Já no ano anterior, diante da proibição do partido e da prisão de Antonio Gramsci, Ravera exibira seus grandes talentos como organizadora. Nesse período, a situação do PCI parecia absolutamente desesperadora – tanto que a ala da direita do partido liderado por Angelo Tasca chegou a sugerir que ele se dissolvesse e incentivasse os militantes a se retirarem para suas próprias vidas privadas. No entanto, essa tendência “liquidacionista” encontrou imediatamente a resistência de Ravera.

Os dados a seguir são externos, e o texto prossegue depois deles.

//! Loaded typelib with lazy, bounds-checked views.
//!
//! [`Typelib`] validates the header once on load. Strings, directory
//! entries and blobs are decoded on demand.

use std::io;
use std::ops::Deref;
use std::path::Path;

use super::blobs::{
    ArgBlob, Blob, ConstantBlob, EnumBlob, FieldBlob, FunctionBlob, InterfaceBlob, ObjectBlob,
    PropertyBlob, SignalBlob, SignatureBlob, StructBlob, UnionBlob, VFuncBlob, ValueBlob,
};
use super::constants::{HEADER_SIZE, MAJOR_VERSION, align_blob};
use super::directory::{DirEntry, DirRef};
use super::header::{BLOB_SIZE_NAMES, BLOB_SIZES, Header};
use super::read_u16_le;

/// Storage for typelib bytes.
#[derive(Debug)]
pub struct ByteStorage(Vec<u8>);

impl Deref for ByteStorage {
    type Target = [u8];

    fn deref(&self) -> &Self::Target {
        &self.0
    }
}

impl ByteStorage {
    pub fn from_vec(bytes: Vec<u8>) -> Self {
        Self(bytes)
    }

    pub fn from_file(path: impl AsRef<Path>) -> io::Result<Self> {
        let bytes = std::fs::read(path)?;
        Ok(Self(bytes))
    }

    pub fn into_vec(self) -> Vec<u8> {
        self.0
    }
}

/// Typelib load or access error.
#[derive(Debug, thiserror::Error)]
pub enum TypelibError {
    #[error("file too small: {0} bytes (minimum {HEADER_SIZE})")]
    FileTooSmall(usize),
    #[error("invalid magic")]
    InvalidMagic,
    #[error("unsupported version: {major}.{minor} (expected {MAJOR_VERSION}.x)")]
    UnsupportedVersion { major: u8, minor: u8 },
    #[error("size mismatch: header says {header} bytes, got {actual}")]
    SizeMismatch { header: u32, actual: usize },
    #[error("{kind} row size mismatch: expected {expected}, found {found}")]
    BlobSizeMismatch {
        kind: &'static str,
        expected: u16,
        found: u16,
    },
    #[error("directory of {entries} entries at {offset:#x} exceeds file")]
    DirectoryOutOfBounds { offset: u32, entries: u16 },
    #[error("{local} local entries but only {total} entries")]
    LocalCountOverflow { local: u16, total: u16 },
    #[error("read of {len} bytes at {offset:#x} is out of bounds")]
    OutOfBounds { offset: u32, len: usize },
    #[error("invalid string at {0:#x}")]
    InvalidString(u32),
    #[error("io error: {0}")]
    Io(#[from] io::Error),
}

/// A loaded typelib.
#[derive(Debug)]
pub struct Typelib {
    storage: ByteStorage,
    header: Header,
}

impl Typelib {
    pub fn from_bytes(bytes: Vec<u8>) -> Result<Self, TypelibError> {
        Self::from_storage(ByteStorage::from_vec(bytes))
    }

    pub fn from_path(path: impl AsRef<Path>) -> Result<Self, TypelibError> {
        Self::from_storage(ByteStorage::from_file(path)?)
    }

    fn from_storage(storage: ByteStorage) -> Result<Self, TypelibError> {
        if storage.len() < HEADER_SIZE {
            return Err(TypelibError::FileTooSmall(storage.len()));
        }

        let header = Header::from_bytes(&storage[..HEADER_SIZE]);

        if !header.validate_magic() {
            return Err(TypelibError::InvalidMagic);
        }
        if !header.validate_version() {
            return Err(TypelibError::UnsupportedVersion {
                major: header.major_version,
                minor: header.minor_version,
            });
        }
        if header.size as usize != storage.len() {
            return Err(TypelibError::SizeMismatch {
                header: header.size,
                actual: storage.len(),
            });
        }
        if let Some((i, found)) = header.blob_size_mismatch() {
            return Err(TypelibError::BlobSizeMismatch {
                kind: BLOB_SIZE_NAMES[i],
                expected: BLOB_SIZES[i],
                found,
            });
        }
        if header.n_local_entries > header.n_entries {
            return Err(TypelibError::LocalCountOverflow {
                local: header.n_local_entries,
                total: header.n_entries,
            });
        }
        let dir_end = header.directory as usize + header.n_entries as usize * DirEntry::SIZE;
        if (header.directory as usize) < HEADER_SIZE || dir_end > storage.len() {
            return Err(TypelibError::DirectoryOutOfBounds {
                offset: header.directory,
                entries: header.n_entries,
            });
        }

        Ok(Self { storage, header })
    }

    pub fn header(&self) -> &Header {
        &self.header
    }

    pub fn bytes(&self) -> &[u8] {
        &self.storage
    }

    pub fn namespace(&self) -> Result<&str, TypelibError> {
        self.string(self.header.namespace)
    }

    pub fn shared_library(&self) -> Result<Option<&str>, TypelibError> {
        self.optional_string(self.header.shared_library)
    }

    /// NUL-terminated string at an absolute offset.
    pub fn string(&self, offset: u32) -> Result<&str, TypelibError> {
        let start = offset as usize;
        if offset == 0 || start >= self.storage.len() {
            return Err(TypelibError::InvalidString(offset));
        }
        let tail = &self.storage[start..];
        let len = tail
            .iter()
            .position(|&b| b == 0)
            .ok_or(TypelibError::InvalidString(offset))?;
        std::str::from_utf8(&tail[..len]).map_err(|_| TypelibError::InvalidString(offset))
    }

    /// Like [`string`](Self::string), with offset 0 meaning "absent".
    pub fn optional_string(&self, offset: u32) -> Result<Option<&str>, TypelibError> {
        if offset == 0 {
            return Ok(None);
        }
        self.string(offset).map(Some)
    }

    // ------------------------------------------------------------------------
    // Directory
    // ------------------------------------------------------------------------

    pub fn entry_count(&self) -> usize {
        self.header.n_entries as usize
    }

    pub fn local_entry_count(&self) -> usize {
        self.header.n_local_entries as usize
    }

    pub fn entry(&self, r: DirRef) -> Option<DirEntry> {
        let index = r.index()?;
        if index >= self.entry_count() {
            return None;
        }
        let at = self.header.directory as usize + index * DirEntry::SIZE;
        Some(DirEntry::from_bytes(&self.storage[at..]))
    }

    pub fn entries(&self) -> impl Iterator<Item = (DirRef, DirEntry)> + '_ {
        (0..self.entry_count()).filter_map(|i| {
            let r = DirRef::from_index(i)?;
            Some((r, self.entry(r)?))
        })
    }

    /// Local entry with the given name.
    pub fn find_local(&self, name: &str) -> Option<(DirRef, DirEntry)> {
        self.entries()
            .take(self.local_entry_count())
            .find(|(_, e)| self.string(e.name).is_ok_and(|n| n == name))
    }

    /// Display name of an entry: bare for local entries, `Namespace.Symbol`
    /// for external ones.
    pub fn entry_name(&self, r: DirRef) -> Result<String, TypelibError> {
        let entry = self.entry(r).ok_or(TypelibError::OutOfBounds {
            offset: u32::from(r.raw()),
            len: DirEntry::SIZE,
        })?;
        let name = self.string(entry.name)?;
        if entry.local {
            return Ok(name.to_string());
        }
        Ok(format!("{}.{}", self.string(entry.offset)?, name))
    }

    // ------------------------------------------------------------------------
    // Blobs
    // ------------------------------------------------------------------------

    pub fn blob<B: Blob>(&self, offset: u32) -> Result<B, TypelibError> {
        let bytes = self.slice(offset, B::SIZE)?;
        Ok(B::from_bytes(bytes))
    }

    /// `count` consecutive rows starting at `offset`.
    pub fn rows<B: Blob>(&self, offset: u32, count: u16) -> Result<Vec<B>, TypelibError> {
        let len = B::SIZE * count as usize;
        let bytes = self.slice(offset, len)?;
        Ok(bytes.chunks_exact(B::SIZE).map(B::from_bytes).collect())
    }

    /// `count` u16 directory refs starting at `offset`.
    pub fn dir_refs(&self, offset: u32, count: u16) -> Result<Vec<DirRef>, TypelibError> {
        let bytes = self.slice(offset, count as usize * 2)?;
        Ok((0..count as usize)
            .map(|i| DirRef::from_raw(read_u16_le(bytes, i * 2)))
            .collect())
    }

    /// Raw value bytes of a constant.
    pub fn constant_value(&self, constant: &ConstantBlob) -> Result<&[u8], TypelibError> {
        if constant.size == 0 {
            return Ok(&[]);
        }
        self.slice(constant.offset, constant.size as usize)
    }

    pub fn signature(&self, offset: u32) -> Result<SignatureView, TypelibError> {
        let mut cur = self.cursor::<SignatureBlob>(offset)?;
        let blob = cur.head;
        Ok(SignatureView {
            args: cur.take(blob.n_arguments)?,
            blob,
        })
    }

    pub fn enum_view(&self, offset: u32) -> Result<EnumView, TypelibError> {
        let mut cur = self.cursor::<EnumBlob>(offset)?;
        let blob = cur.head;
        Ok(EnumView {
            values: cur.take(blob.n_values)?,
            blob,
        })
    }

    pub fn struct_view(&self, offset: u32) -> Result<StructView, TypelibError> {
        let mut cur = self.cursor::<StructBlob>(offset)?;
        let blob = cur.head;
        Ok(StructView {
            fields: cur.take(blob.n_fields)?,
            methods: cur.take(blob.n_methods)?,
            blob,
        })
    }

    pub fn union_view(&self, offset: u32) -> Result<UnionView, TypelibError> {
        let mut cur = self.cursor::<UnionBlob>(offset)?;
        let blob = cur.head;
        Ok(UnionView {
            fields: cur.take(blob.n_fields)?,
            functions: cur.take(blob.n_functions)?,
            discriminators: cur.take(blob.n_discriminators)?,
            blob,
        })
    }

    pub fn object_view(&self, offset: u32) -> Result<ObjectView, TypelibError> {
        let mut cur = self.cursor::<ObjectBlob>(offset)?;
        let blob = cur.head;
        Ok(ObjectView {
            interfaces: cur.take_refs(blob.n_interfaces)?,
            fields: cur.take(blob.n_fields)?,
            properties: cur.take(blob.n_properties)?,
            methods: cur.take(blob.n_methods)?,
            signals: cur.take(blob.n_signals)?,
            vfuncs: cur.take(blob.n_vfuncs)?,
            constants: cur.take(blob.n_constants)?,
            blob,
        })
    }

    pub fn interface_view(&self, offset: u32) -> Result<InterfaceView, TypelibError> {
        let mut cur = self.cursor::<InterfaceBlob>(offset)?;
        let blob = cur.head;
        Ok(InterfaceView {
            prerequisites: cur.take_refs(blob.n_prerequisites)?,
            properties: cur.take(blob.n_properties)?,
            methods: cur.take(blob.n_methods)?,
            signals: cur.take(blob.n_signals)?,
            vfuncs: cur.take(blob.n_vfuncs)?,
            constants: cur.take(blob.n_constants)?,
            blob,
        })
    }

    fn cursor<B: Blob>(&self, offset: u32) -> Result<RowCursor<'_, B>, TypelibError> {
        Ok(RowCursor {
            lib: self,
            head: self.blob(offset)?,
            at: offset as usize + B::SIZE,
        })
    }

    fn slice(&self, offset: u32, len: usize) -> Result<&[u8], TypelibError> {
        let start = offset as usize;
        if offset == 0 || start + len > self.storage.len() {
            return Err(TypelibError::OutOfBounds { offset, len });
        }
        Ok(&self.storage[start..start + len])
    }
}

/// Walks the trailing arrays of a row.
struct RowCursor<'t, H> {
    lib: &'t Typelib,
    head: H,
    at: usize,
}

impl<H> RowCursor<'_, H> {
    fn take<B: Blob>(&mut self, count: u16) -> Result<Vec<B>, TypelibError> {
        if count == 0 {
            return Ok(Vec::new());
        }
        let rows = self.lib.rows(self.offset(), count)?;
        self.at += B::SIZE * count as usize;
        Ok(rows)
    }

    /// Directory refs, padded to the blob alignment afterwards.
    fn take_refs(&mut self, count: u16) -> Result<Vec<DirRef>, TypelibError> {
        if count == 0 {
            return Ok(Vec::new());
        }
        let refs = self.lib.dir_refs(self.offset(), count)?;
        self.at = align_blob(self.at + count as usize * 2);
        Ok(refs)
    }

    fn offset(&self) -> u32 {
        u32::try_from(self.at).unwrap_or(u32::MAX)
    }
}

#[derive(Clone, Debug)]
pub struct SignatureView {
    pub blob: SignatureBlob,
    pub args: Vec<ArgBlob>,
}

#[derive(Clone, Debug)]
pub struct EnumView {
    pub blob: EnumBlob,
    pub values: Vec<ValueBlob>,
}

#[derive(Clone, Debug)]
pub struct StructView {
    pub blob: StructBlob,
    pub fields: Vec<FieldBlob>,
    pub methods: Vec<FunctionBlob>,
}

#[derive(Clone, Debug)]
pub struct UnionView {
    pub blob: UnionBlob,
    pub fields: Vec<FieldBlob>,
    pub functions: Vec<FunctionBlob>,
    pub discriminators: Vec<ConstantBlob>,
}

#[derive(Clone, Debug)]
pub struct ObjectView {
    pub blob: ObjectBlob,
    pub interfaces: Vec<DirRef>,
    pub fields: Vec<FieldBlob>,
    pub properties: Vec<PropertyBlob>,
    pub methods: Vec<FunctionBlob>,
    pub signals: Vec<SignalBlob>,
    pub vfuncs: Vec<VFuncBlob>,
    pub constants: Vec<ConstantBlob>,
}

#[derive(Clone, Debug)]
pub struct InterfaceView {
    pub blob: InterfaceBlob,
    pub prerequisites: Vec<DirRef>,
    pub properties: Vec<PropertyBlob>,
    pub methods: Vec<FunctionBlob>,
    pub signals: Vec<SignalBlob>,
    pub vfuncs: Vec<VFuncBlob>,
    pub constants: Vec<ConstantBlob>,
}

Em vez disso, ela começou a reorganizar os contatos entre o grupo de liderança e os ramos periféricos do partido, interrompidos pelo regime fascista. Nesse trabalho, ela usou seus chamados “flamingos”, militantes pouco conhecidos, que provavelmente não atrairiam suspeitas policiais, que carregavam documentos e mensagens pelas várias regiões da Itália. Nesse mesmo período, Ravera organizou a sede central do partido em uma pequena casa de campo nos arredores de Gênova, trabalhando para reconstruir suas várias agências e grupos de trabalho em torno do secretariado. Esta casa tornou-se o local de constantes idas e vindas de comunistas clandestinos; o escritor Ignazio Silone o batizou “o hotel dos pobres”.
Anos clandestinos
Esta foi uma fase crucial na existência do Partido Comunista. Graças ao árduo trabalho que Ravera realizou “no escuro” durante esses anos, o PCI conseguiu sobreviver à dura repressão que o movimento operário enfrentou durante a consolidação do regime de Mussolini. Apenas mais tarde, talvez, com o papel de liderança do partido na construção da resistência antifascista de 1943 a 1945, seria possível apreciar plenamente o valor dessa continuidade organizacional – e a tenacidade dos líderes comunistas em defender a necessidade de manter o partido vivo.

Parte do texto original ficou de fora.